Standard databases (PostgreSQL, MongoDB, Elasticsearch) are not designed for similarity search over millions of high-dimensional vectors. Exact nearest neighbour search over 768-dimensional vectors is computationally intractable at scale — it requires comparing every query vector to every stored vector.

Vector databases solve this with specialised ANN index structures (HNSW, IVF, PQ) that trade a small amount of accuracy for orders-of-magnitude faster search. They also provide:

  • Filtered search — combine vector similarity with metadata filters (e.g. “find similar documents from the last 30 days”)
  • Hybrid search — combine dense vector search with sparse BM25-style search in one query
  • Scalar storage — store the original text and metadata alongside the vectors
  • CRUD operations — update and delete vectors as your corpus changes

How does a vector database work?

At index time:

  1. Receive vectors (produced by an embedding model like BGE-M3 via SIE)
  2. Build an ANN index over the vectors (HNSW is most common)
  3. Store vectors alongside the original text and metadata

At query time:

  1. Receive a query vector (encoded by the same embedding model)
  2. Traverse the ANN index to find the approximate k nearest vectors
  3. Return the matching text, metadata, and similarity scores
# Indexing
qdrant.upsert(
collection_name="documents",
points=[
{"id": doc_id, "vector": vector, "payload": {"text": chunk, "date": date}}
for doc_id, vector, chunk, date in zip(ids, vectors, chunks, dates)
]
)
# Querying
results = qdrant.search(
collection_name="documents",
query_vector=query_vector,
query_filter={"must": [{"key": "date", "range": {"gte": "2024-01-01"}}]},
limit=20
)

Major vector databases compared

DatabaseOpen sourceHybrid searchMulti-vectorManaged cloudBest for
QdrantPerformance, Rust-based
WeaviateGraphQL API, modules
ChromaLimitedSimplicity, local dev
Pinecone✓ (only)Managed, easy setup
MilvusLarge scale, enterprise
pgvectorLimited✓ (via RDS)Existing PostgreSQL users

SIE has integration guides for Qdrant, Weaviate, and Chroma.


Vector database vs traditional database + pgvector

pgvector is a PostgreSQL extension that adds vector similarity search.

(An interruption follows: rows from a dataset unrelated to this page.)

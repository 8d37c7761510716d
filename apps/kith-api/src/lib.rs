pub mod routes;
pub mod state;

use std::{net::SocketAddr, path::PathBuf};

use clap::Parser;
use tokio::net::TcpListener;
use tracing_subscriber::EnvFilter;

use crate::state::AppState;

#[derive(Debug, Parser)]
#[command(
	version = kith_cli::VERSION,
	rename_all = "kebab",
	styles = kith_cli::styles(),
)]
pub struct Args {
	#[arg(long, short = 'c', value_name = "FILE")]
	pub config: PathBuf,
}

pub async fn run(args: Args) -> color_eyre::Result<()> {
	let config = kith_config::load(&args.config)?;
	init_tracing(&config)?;
	let http_addr: SocketAddr = config.service.http_bind.parse()?;
	let state = AppState::new(config);
	let app = routes::router(state);

	let http_listener = TcpListener::bind(http_addr).await?;
	tracing::info!(%http_addr, "HTTP server listening.");
	axum::serve(http_listener, app).await?;
	Ok(())
}

fn init_tracing(config: &kith_config::Config) -> color_eyre::Result<()> {
	let filter =
		EnvFilter::try_new(&config.service.log_level).unwrap_or_else(|_| EnvFilter::new("info"));
	tracing_subscriber::fmt().with_env_filter(filter).init();
	Ok(())
}
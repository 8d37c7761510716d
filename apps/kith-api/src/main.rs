use clap::Parser;

#[tokio::main]
async fn main() -> color_eyre::Result<()> {
	color_eyre::install()?;
	let args = kith_api::Args::parse();
	kith_api::run(args).await
}
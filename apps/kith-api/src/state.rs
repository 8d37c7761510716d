use std::sync::Arc;

use kith_engine::{InMemoryStore, NarrativeEngine};

#[derive(Clone)]
pub struct AppState {
	pub engine: Arc<NarrativeEngine>,
}

impl AppState {
	pub fn new(config: kith_config::Config) -> Self {
		let store = Arc::new(InMemoryStore::new());

		Self { engine: Arc::new(NarrativeEngine::new(config, store)) }
	}

	pub fn with_engine(engine: NarrativeEngine) -> Self {
		Self { engine: Arc::new(engine) }
	}
}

It’s a good starting point but has limitations at scale:

pgvectorPurpose-built vector DB
SetupEasy (existing PG)Separate deployment
ScaleMillions of vectorsHundreds of millions+
ANN performanceGood (HNSW support)Optimised, faster
Hybrid searchLimitedNative
FilteringFull SQLPurpose-built

For prototyping or small corpora (<1M vectors), pgvector is practical. For production search systems, a purpose-built vector DB provides better performance and features.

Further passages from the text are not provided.